Tax season often feels like a yearly scramble. Anxiety steadily rises as April nears, and many people just want to file and be done with it when the time comes. But if you knew that waiting until tax season could mean leaving money on the table, potentially thousands of dollars per year, would you do things differently? Highly likely.

Tax laws are also in constant flux, as seen with major updates like the Tax Cuts and Jobs Act (TCJA) and the SECURE Act 2.0.

This is precisely why year-round individual tax planning is key. It helps you avoid unpleasant surprises and puts you in a better position to take advantage of new opportunities. And let’s not forget the priceless benefit of peace of mind.

Seeking guidance from private wealth management advisors like WealthArch Investment Services is a wise move when planning your tax strategy. Below, we share the tax planning tips we give our clients to help them keep more of what they earn.

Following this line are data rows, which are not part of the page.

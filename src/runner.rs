//! Platform-neutral driver: owns an effect, its surface and its lifecycle.
//!
//! The browser layer wraps this in a frame-callback loop; tests drive it by
//! hand with explicit timestamps.

use tracing::{debug, info};

use crate::diagnostics::Diagnostics;
use crate::effect::Effect;
use crate::error::{EffectError, EffectResult};
use crate::lifecycle::{Lifecycle, Phase};
use crate::surface::Surface;

/// Outcome of one frame callback.
#[derive(Clone, Copy, Debug, PartialEq, Eq)]
pub enum FrameStatus {
    /// The runner is not running; the loop must not reschedule.
    Inactive,
    /// Ticked, nothing to redraw.
    Idle,
    Drawn,
}

impl FrameStatus {
    pub fn keep_going(self) -> bool {
        self != FrameStatus::Inactive
    }
}

#[derive(Debug)]
pub struct EffectRunner<E, S> {
    effect: E,
    surface: Option<S>,
    lifecycle: Lifecycle,
    frames_drawn: u64,
}

impl<E: Effect, S: Surface> EffectRunner<E, S> {
    pub fn new(effect: E) -> Self {
        Self {
            effect,
            surface: None,
            lifecycle: Lifecycle::new(),
            frames_drawn: 0,
        }
    }

    pub fn phase(&self) -> Phase {
        self.lifecycle.phase()
    }

    pub fn is_running(&self) -> bool {
        self.lifecycle.is_running()
    }

    pub fn effect(&self) -> &E {
        &self.effect
    }

    pub fn surface(&self) -> Option<&S> {
        self.surface.as_ref()
    }

    pub fn surface_mut(&mut self) -> Option<&mut S> {
        self.surface.as_mut()
    }

    pub fn frames_drawn(&self) -> u64 {
        self.frames_drawn
    }

    /// Attach `surface`, size the effect to it, draw once and start running.
    pub fn init(&mut self, surface: S, width: f64, height: f64) -> EffectResult<()> {
        self.lifecycle.init()?;
        self.surface = Some(surface);
        self.effect.resize(width, height);
        self.redraw();
        info!(kind = ?self.effect.kind(), width, height, "effect mounted");
        Ok(())
    }

    /// One frame. The active check comes first so a callback that was
    /// already dispatched when the loop stopped does nothing.
    pub fn frame(&mut self, now_ms: f64) -> FrameStatus {
        if !self.lifecycle.is_running() {
            return FrameStatus::Inactive;
        }
        if self.effect.tick(now_ms) {
            self.redraw();
            FrameStatus::Drawn
        } else {
            FrameStatus::Idle
        }
    }

    /// Resize and redraw. Ignored unless running; returns whether applied.
    pub fn resize(&mut self, width: f64, height: f64) -> bool {
        if !self.lifecycle.is_running() {
            debug!(phase = %self.phase(), "resize ignored");
            return false;
        }
        self.effect.resize(width, height);
        self.redraw();
        true
    }

    /// Returns whether the loop was running.
    pub fn stop(&mut self) -> bool {
        let stopped = self.lifecycle.stop();
        if stopped {
            debug!(kind = ?self.effect.kind(), "effect stopped");
        }
        stopped
    }

    pub fn resume(&mut self) -> EffectResult<()> {
        if self.surface.is_none() {
            return Err(EffectError::lifecycle(self.phase(), "resume"));
        }
        self.lifecycle.resume()
    }

    /// Stop for good and hand the surface back so the caller can detach it.
    /// Safe from any phase, including before `init` and after a previous
    /// `destroy`.
    pub fn destroy(&mut self) -> Option<S> {
        self.lifecycle.stop();
        if self.lifecycle.destroy() {
            debug!(kind = ?self.effect.kind(), "effect destroyed");
        }
        self.surface.take()
    }

    pub fn pointer_moved(&mut self, x: f64, y: f64) -> bool {
        self.lifecycle.is_running() && self.effect.pointer_moved(x, y)
    }

    pub fn pointer_left(&mut self) -> bool {
        self.lifecycle.is_running() && self.effect.pointer_left()
    }

    pub fn diagnostics(&self) -> Diagnostics {
        let mut diagnostics = Diagnostics {
            kind: Some(self.effect.kind()),
            phase: self.phase(),
            frames_drawn: self.frames_drawn,
            ..Diagnostics::default()
        };
        self.effect.describe(&mut diagnostics);
        diagnostics
    }

    fn redraw(&mut self) {
        if let Some(surface) = self.surface.as_mut() {
            self.effect.draw(surface);
            self.frames_drawn += 1;
        }
    }
}
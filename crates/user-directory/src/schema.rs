//! Response body decoding and user schema validation.
//!
//! Decoding happens in two passes: bytes to JSON, then JSON to users. A body
//! that is not JSON is a decode failure; JSON of the wrong shape is a schema
//! failure naming the offending array index.

use serde::Deserialize;
use serde_json::Value;

use crate::error::FetchError;
use crate::user::User;

/// Parses a response body into users.
///
/// Fields the schema does not name are ignored.
///
/// # Errors
///
/// Returns [`FetchError::Decode`] when `body` is not JSON and
/// [`FetchError::Schema`] when it is not an array of users.
///
/// # Examples
///
/// ```
/// use user_directory::{FetchError, parse_users};
///
/// assert_eq!(parse_users(b"[]"), Ok(Vec::new()));
/// assert!(matches!(parse_users(b"{}"), Err(FetchError::Schema { .. })));
/// assert!(matches!(parse_users(b"<html>"), Err(FetchError::Decode { .. })));
/// ```
pub fn parse_users(body: &[u8]) -> Result<Vec<User>, FetchError> {
    let decoded: Value = serde_json::from_slice(body)
        .map_err(|error| FetchError::decode(format!("invalid JSON payload: {error}")))?;

    let items = match decoded {
        Value::Array(items) => items,
        other => {
            return Err(FetchError::schema(format!(
                "expected an array of users, found {}",
                json_kind(&other)
            )));
        }
    };

    items
        .iter()
        .enumerate()
        .map(|(index, item)| {
            User::deserialize(item)
                .map_err(|error| FetchError::schema(format!("user at index {index}: {error}")))
        })
        .collect()
}

const fn json_kind(value: &Value) -> &'static str {
    match value {
        Value::Null => "null",
        Value::Bool(_) => "a boolean",
        Value::Number(_) => "a number",
        Value::String(_) => "a string",
        Value::Array(_) => "an array",
        Value::Object(_) => "an object",
    }
}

1. Think Ahead of Your Tax Bracket 

Let’s start with the fundamentals, the first of which is planning according to your current and future tax bracket.

The U.S. has a progressive tax system, which means your income is taxed at different rates depending on how much you earn. This is not news, but where many go wrong is assuming their bracket doesn’t change as much as it actually does.

If you expect your income to rise or drop in the near future—maybe you’re job hunting, starting a new business, or nearing retirement—you should adjust your tax planning strategy to match.

For example, if you’re in a lower tax bracket now, consider converting your traditional Individual Retirement Account (IRA) to a Roth IRA since your tax bill is not as high, and enjoy tax-free earnings and withdrawals in retirement. This brings up the next point…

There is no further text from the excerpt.